一般住宅にも浸透してきている太陽光発電システムですが、その詳細となると、よくわからないと感じている方も多いのではないでしょうか。本記事では、「太陽光発電って1日あたりどのくらい発電できるの?」「季節や設置する地域によって発電量はかなり違うって本当?」「そもそも発電量ってどうやって計算するの?」といった疑問についてわかりやすく解説します。

最終更新日:2024年07月03日公開日:2024年04月10日

目 次

東京ガスの太陽光発電

太陽光パネルの発電量は?

太陽光パネルの発電量

太陽光発電システムは、太陽光パネル(太陽電池モジュール)によって太陽光エネルギーを電気エネルギーに変換して発電するという仕組みです。その発電量は、用いられるパネルの種類やメーカー、設置条件によって異なり、また、気象条件によっても変動します。

1日あたりの発電量は特に天候によって左右され、日照時間が長いほど発電量が多くなります。年間の発電量でみると、天候だけでなく、地域の特性やパネルの手入れ状況も大きな影響を及ぼします。
ここからは太陽光発電の1日あたりの発電量、年間を通しての発電量について詳しく解説していきます。

太陽光パネルの1日あたりの平均発電量

発電容量1kWの太陽光パネルを載せている場合、1日あたり約2.7kWhの電力を発電するといわれています。一般的な家庭の場合太陽光発電システムの発電容量は3〜5kW程度なので、家庭用の1日の発電量はおよそ8.1〜13.5kWhです。しかし、この発電量はあくまで目安で、実際は太陽光パネルの性能や天候によって大きく変動します。

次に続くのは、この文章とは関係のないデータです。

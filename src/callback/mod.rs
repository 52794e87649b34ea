//! Completion-callback front-end.
//!
//! Same connection and statement core as the awaitable API, for callers that drive
//! their own scheduling. Each completion runs exactly once, possibly on the native
//! session's thread, so keep it short and hand work off rather than blocking.

use std::sync::Arc;

use crate::config::ConnectionParams;
use crate::connection::{Connection, ConnectionCore, ConnectionState};
use crate::error::SessionError;
use crate::native::NativeSession;
use crate::results::{QueryOutcome, ResultSet};
use crate::statement::{CursorPosition, Statement, StatementCore};
use crate::types::QueryValue;

/// Connection whose operations report through completion callbacks.
pub struct CallbackConnection {
    core: Arc<ConnectionCore>,
}

impl CallbackConnection {
    #[must_use]
    pub fn with_native(native: impl NativeSession + 'static) -> Self {
        Connection::with_native(native).callbacks()
    }

    pub(crate) fn from_core(core: Arc<ConnectionCore>) -> Self {
        Self { core }
    }

    #[must_use]
    pub fn id(&self) -> u64 {
        self.core.id()
    }

    #[must_use]
    pub fn state(&self) -> ConnectionState {
        self.core.state()
    }

    #[must_use]
    pub fn connected(&self) -> bool {
        self.core.connected()
    }

    pub fn connect<F>(&self, params: &ConnectionParams, done: F)
    where
        F: FnOnce(Result<(), SessionError>) + Send + 'static,
    {
        self.core.connect(params, Box::new(done));
    }

    pub fn disconnect<F>(&self, done: F)
    where
        F: FnOnce(Result<(), SessionError>) + Send + 'static,
    {
        self.core.disconnect(Box::new(done));
    }

    pub fn close<F>(&self, done: F)
    where
        F: FnOnce(Result<(), SessionError>) + Send + 'static,
    {
        self.disconnect(done);
    }

    pub fn exec<F>(&self, sql: impl Into<String>, params: Vec<QueryValue>, done: F)
    where
        F: FnOnce(Result<QueryOutcome, SessionError>) + Send + 'static,
    {
        self.core.exec(sql.into(), params, Box::new(done));
    }

    pub fn prepare<F>(&self, sql: impl Into<String>, done: F)
    where
        F: FnOnce(Result<CallbackStatement, SessionError>) + Send + 'static,
    {
        self.core.prepare(
            sql.into(),
            Box::new(move |outcome| done(outcome.map(CallbackStatement::from_core))),
        );
    }

    pub fn commit<F>(&self, done: F)
    where
        F: FnOnce(Result<(), SessionError>) + Send + 'static,
    {
        self.core.commit(Box::new(done));
    }

    pub fn rollback<F>(&self, done: F)
    where
        F: FnOnce(Result<(), SessionError>) + Send + 'static,
    {
        self.core.rollback(Box::new(done));
    }

    /// Switch back to the awaitable front-end.
    #[must_use]
    pub fn into_async(self) -> Connection {
        Connection::from_core(self.core)
    }
}

/// Prepared statement whose operations report through completion callbacks.
#[derive(Clone)]
pub struct CallbackStatement {
    core: Arc<StatementCore>,
}

impl CallbackStatement {
    pub(crate) fn from_core(core: Arc<StatementCore>) -> Self {
        Self { core }
    }

    #[must_use]
    pub fn id(&self) -> u64 {
        self.core.id()
    }

    #[must_use]
    pub fn sql(&self) -> &str {
        self.core.sql()
    }

    #[must_use]
    pub fn cursor(&self) -> CursorPosition {
        self.core.cursor()
    }

    pub fn exec<F>(&self, params: Vec<QueryValue>, done: F)
    where
        F: FnOnce(Result<QueryOutcome, SessionError>) + Send + 'static,
    {
        self.core.exec(params, Box::new(done));
    }

    pub fn get_more_results<F>(&self, done: F)
    where
        F: FnOnce(Result<ResultSet, SessionError>) + Send + 'static,
    {
        self.core.get_more_results(Box::new(done));
    }

    pub fn drop<F>(&self, done: F)
    where
        F: FnOnce(Result<(), SessionError>) + Send + 'static,
    {
        self.core.drop_statement(Box::new(done));
    }

    #[must_use]
    pub fn into_async(self) -> Statement {
        Statement::from_core(self.core)
    }
}
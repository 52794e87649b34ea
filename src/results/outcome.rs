use super::ResultSet;

/// What one execution produced.
///
/// The statement kind decides the variant: row-producing statements yield
/// [`QueryOutcome::Rows`] (possibly empty), everything else yields the affected-row count.
#[derive(Debug, Clone, PartialEq)]
pub enum QueryOutcome {
    Rows(ResultSet),
    Affected(usize),
}

impl QueryOutcome {
    #[must_use]
    pub fn is_rows(&self) -> bool {
        matches!(self, QueryOutcome::Rows(_))
    }

    #[must_use]
    pub fn rows(&self) -> Option<&ResultSet> {
        match self {
            QueryOutcome::Rows(rs) => Some(rs),
            QueryOutcome::Affected(_) => None,
        }
    }

    #[must_use]
    pub fn into_rows(self) -> Option<ResultSet> {
        match self {
            QueryOutcome::Rows(rs) => Some(rs),
            QueryOutcome::Affected(_) => None,
        }
    }

    #[must_use]
    pub fn affected(&self) -> Option<usize> {
        match self {
            QueryOutcome::Affected(count) => Some(*count),
            QueryOutcome::Rows(_) => None,
        }
    }
}

impl From<ResultSet> for QueryOutcome {
    fn from(rs: ResultSet) -> Self {
        QueryOutcome::Rows(rs)
    }
}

発電容量(kW)や電力量(kWh)について知りたい方は、後述する「kWとkWhの違いとは?」をご覧ください。

太陽光パネルの性能による違い

太陽光パネルは、発電容量が同じでもメーカーによって発電量が異なります。設置を検討するときには性能を確認しましょう。メーカーの公式サイトなどで製品情報を確かめることができます。
大手メーカー「カナディアンソーラー」の公式サイトでは、自社製品の発電シミュレーションが利用できます。 設置地域や設置の方向などの条件を入力すると発電量を自動計算してくれるので、実情に近い1日あたりの発電量を見積もることができます。

設置方向などの条件による違い

一般的には、南向きの屋根に設置する方が発電量が多くなりますが、周囲の建物や地形によっては南向き以外の方が有効な場合もあります。できるだけ多く発電量を得られるように太陽光パネルを設置することが大切です。

天候の影響による変動

太陽光が少ない曇りの日や雨の日は、発電量が少なくなります。また、降雪によってパネルが雪で覆われると発電ができなくなることもあるので注意が必要です。

逆に強すぎる日差しも太陽光発電の効率を下げることがあります。これは太陽光パネルが高熱に弱いことが原因です。地上に設置している場合は、周囲の草刈りや障害物の排除などで日照面積を増やすとともに風通しを良くすることが発電効率の向上につながります。

出典:太陽光発電協会「表示ガイドライン(2022年度)」

出典:太陽光発電協会「よくあるご質問」

参考:カナディアンソーラー「発電シミュレーション」

太陽光パネルの年間の平均発電量

太陽光パネルの年間発電量は、年間を通じて太陽から受け取るエネルギーの総量を意味します。発電容量1kWの太陽光パネルを載せている場合、年間の平均発電量は約1,000kWhです。ただし、以下で示すように、さまざまな要因で年間発電量は左右されます。

地域による差

発電量は日照時間と密接な関係がありますが、日照時間は地域によって違います。2022年の年間の日照時間でみると、東京都千代田区あたりでは約2,029時間、大阪府大阪市あたりでは約2,320時間、北海道札幌市あたりでは約1,848時間と差があります。

日照時間に加えて、先述した気温や降雪の有無も地域によって違いがあるため、太陽光発電システムの導入時には地域特性をよく考慮する必要があるでしょう。

季節による変動

発電量は季節によって変動します。日の出から日の入りまでの時間がもっとも長くなる夏に発電量が多くなると思われがちですが、そうとは限りません。夏に日射量が最多とならないケースもある他、太陽光パネルの発電効率は気温が上昇するに従って低下するためです。メーカーにもよりますが、太陽光パネルの表面温度が25度を超えると、1度上昇するごとに効率が約0.5%低下するとされています。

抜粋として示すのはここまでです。